クレー展の後は、メインイベントである文楽劇場へ。
数年前に義経千本桜が企画された時は早々にチケットも購入し
平家物語を読んだりしつつ楽しみにしていたのですが、
生憎コロナで中止となりました。
当時は本当に残念で・・・
そういった経緯もあり、特別な気持ちで臨んだ公演でした。
お昼の部と夜の部を、長丁場ゆえに二日間に分けて観賞。
古くから続く文楽という文化の魅力を再確認した二日間。
初めて文楽に出かけた時は、太夫・三味線・人形だけでなく
字幕にイヤホンガイドもあり、いつもあちこちときょろきょろして
情報量の多さにパニックになるようなところがありました。
しかも、演者の皆さんそれぞれの表情も気になって・・・
目も耳もフル回転で、ストーリーを追うのにも必死だったのです。
そのうちに、会場の雰囲気にも慣れてきて
庶民の文化なのだから、もっとノンビリしていいんだ!という気になり。
また、読み漁った文楽本の中の勘十郎さんの言葉に
「耳で聴けるものは耳で聴いて下さい。字幕は見なくても、話の筋は感じ取れます。
なので、目は人形に集中して下さい。
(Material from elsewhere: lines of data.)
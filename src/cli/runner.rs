//! Operation runner
//!
//! Opens a session per invocation, runs one operation against it and
//! always shuts the session down afterwards. Local files are opened here
//! and handed to the session as byte streams.

use std::io;
use std::path::{Path, PathBuf};
use std::time::Duration;

use log::{debug, info};
use tokio::fs::File;
use tokio::io::{AsyncWrite, AsyncWriteExt};

use crate::cli::Operation;
use crate::client::{ControlSession, SessionOptions};
use crate::config::ClientConfig;
use crate::error::{FtpError, Result};
use crate::target::{RemoteTarget, is_ftp_url};
use crate::utils::ProtocolEcho;

/// Settings shared by every session opened for one invocation.
#[derive(Debug, Clone)]
pub struct RunContext {
    pub verbose: bool,
    pub default_user: String,
    pub buffer_size: usize,
    pub timeout: Option<Duration>,
}

impl RunContext {
    /// Builds the context from configuration; `verbose` is the command-line flag.
    pub fn from_config(config: &ClientConfig, verbose: bool) -> Self {
        Self {
            verbose: verbose || config.verbose,
            default_user: config.default_user.clone(),
            buffer_size: config.buffer_size,
            timeout: config.operation_timeout(),
        }
    }

    fn target(&self, url: &str) -> Result<RemoteTarget> {
        let target = RemoteTarget::parse_with_user(url, &self.default_user)?;
        debug!("Resolved target {target}");
        Ok(target)
    }

    fn session_options(&self) -> SessionOptions {
        SessionOptions {
            buffer_size: self.buffer_size,
            echo: ProtocolEcho::verbose(self.verbose),
        }
    }
}

impl Default for RunContext {
    fn default() -> Self {
        Self::from_config(&ClientConfig::default(), false)
    }
}

/// Direction of a `cp`/`mv` transfer.
#[derive(Debug, Clone, PartialEq, Eq)]
pub enum Direction {
    Download { remote: String, local: PathBuf },
    Upload { local: PathBuf, remote: String },
}

/// Decides the transfer direction; exactly one argument must be an FTP URL.
pub fn direction(source: &str, destination: &str) -> Result<Direction> {
    match (is_ftp_url(source), is_ftp_url(destination)) {
        (true, false) => Ok(Direction::Download {
            remote: source.to_string(),
            local: PathBuf::from(destination),
        }),
        (false, true) => Ok(Direction::Upload {
            local: PathBuf::from(source),
            remote: destination.to_string(),
        }),
        _ => Err(FtpError::Usage(
            "one argument must be a local path and the other an ftp:// URL".into(),
        )),
    }
}

#[derive(Debug, Clone, Copy)]
enum Management {
    MakeDir,
    Delete,
    RemoveDir,
}

fn local_io(path: &Path) -> impl FnOnce(io::Error) -> FtpError + '_ {
    move |source| FtpError::Local {
        path: path.display().to_string(),
        source,
    }
}

async fn open_session(target: &RemoteTarget, ctx: &RunContext) -> Result<ControlSession> {
    ControlSession::connect(&target.host, target.port, ctx.session_options()).await
}

/// Shuts the session down whatever the outcome of the operation was.
async fn finish<T>(session: ControlSession, outcome: Result<T>) -> Result<T> {
    session.quit().await;
    outcome
}

/// Runs `operation`, writing listings to `out`.
pub async fn run<W>(operation: Operation, ctx: &RunContext, out: &mut W) -> Result<()>
where
    W: AsyncWrite + Unpin,
{
    match ctx.timeout {
        Some(limit) => tokio::time::timeout(limit, dispatch(operation, ctx, out))
            .await
            .map_err(|_| FtpError::TimedOut(limit))?,
        None => dispatch(operation, ctx, out).await,
    }
}

async fn dispatch<W>(operation: Operation, ctx: &RunContext, out: &mut W) -> Result<()>
where
    W: AsyncWrite + Unpin,
{
    match operation {
        Operation::Ls { url } => list(&url, ctx, out).await,
        Operation::Mkdir { url } => manage(&url, ctx, Management::MakeDir).await,
        Operation::Rm { url } => manage(&url, ctx, Management::Delete).await,
        Operation::Rmdir { url } => manage(&url, ctx, Management::RemoveDir).await,
        Operation::Cp {
            source,
            destination,
        } => copy(direction(&source, &destination)?, ctx, false).await,
        Operation::Mv {
            source,
            destination,
        } => copy(direction(&source, &destination)?, ctx, true).await,
    }
}

async fn list<W>(url: &str, ctx: &RunContext, out: &mut W) -> Result<()>
where
    W: AsyncWrite + Unpin,
{
    let target = ctx.target(url)?;
    let mut session = open_session(&target, ctx).await?;
    let outcome = async {
        session.login(&target.user, &target.password).await?;
        session.list(&target.path).await
    }
    .await;
    let listing = finish(session, outcome).await?;

    let stdout = Path::new("<stdout>");
    out.write_all(&listing).await.map_err(local_io(stdout))?;
    out.flush().await.map_err(local_io(stdout))
}

async fn manage(url: &str, ctx: &RunContext, action: Management) -> Result<()> {
    let target = ctx.target(url)?;
    let mut session = open_session(&target, ctx).await?;
    let outcome = async {
        session.login(&target.user, &target.password).await?;
        match action {
            Management::MakeDir => session.make_dir(&target.path).await,
            Management::Delete => session.delete(&target.path).await,
            Management::RemoveDir => session.remove_dir(&target.path).await,
        }
    }
    .await;
    finish(session, outcome).await
}

async fn copy(direction: Direction, ctx: &RunContext, remove_source: bool) -> Result<()> {
    match direction {
        Direction::Download { remote, local } => {
            download(&remote, &local, ctx, remove_source).await
        }
        Direction::Upload { local, remote } => upload(&local, &remote, ctx, remove_source).await,
    }
}

async fn download(remote: &str, local: &Path, ctx: &RunContext, remove_remote: bool) -> Result<()> {
    let target = ctx.target(remote)?;
    let mut session = open_session(&target, ctx).await?;
    let outcome = async {
        session.login(&target.user, &target.password).await?;
        session.set_transfer_mode().await?;
        let mut file = File::create(local).await.map_err(local_io(local))?;
        session.retrieve(&target.path, &mut file).await?;
        if remove_remote {
            session.delete(&target.path).await?;
        }
        Ok::<(), FtpError>(())
    }
    .await;
    finish(session, outcome).await?;

    info!("Downloaded {target} to {}", local.display());
    Ok(())
}

async fn upload(local: &Path, remote: &str, ctx: &RunContext, remove_local: bool) -> Result<()> {
    let target = ctx.target(remote)?;
    let mut file = File::open(local).await.map_err(local_io(local))?;
    let mut session = open_session(&target, ctx).await?;
    let outcome = async {
        session.login(&target.user, &target.password).await?;
        session.set_transfer_mode().await?;
        session.store(&target.path, &mut file).await
    }
    .await;
    finish(session, outcome).await?;
    drop(file);

    if remove_local {
        tokio::fs::remove_file(local).await.map_err(local_io(local))?;
    }
    info!("Uploaded {} to {target}", local.display());
    Ok(())
}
」とありました。
やや人形贔屓?な感もありますが、妙に納得してその通りにしてみると、
今まで混雑していたものがスッキリとしてきたのです。
そうは言いつつも、時折は太夫さんの表情も気になるし、
三味線を眺めながら、ばちさばきにも感じ入りたい。
基本は、リラックスして舞台を楽しめばいいのだと分かってから
本当に文楽が楽しくなりました。
昼の部では、パートナーはいがみの権太に泣き、
夜の部では舞台を駆け回る狐に心躍らされ、
興奮冷めやらぬとはこのことで、
今もふと、あの時が夢の中のことだったように感じているのです。
この先の演目も楽しみ。
次回は秋公演かな。
その為にも、日々の仕事を頑張ろうと思うのでした。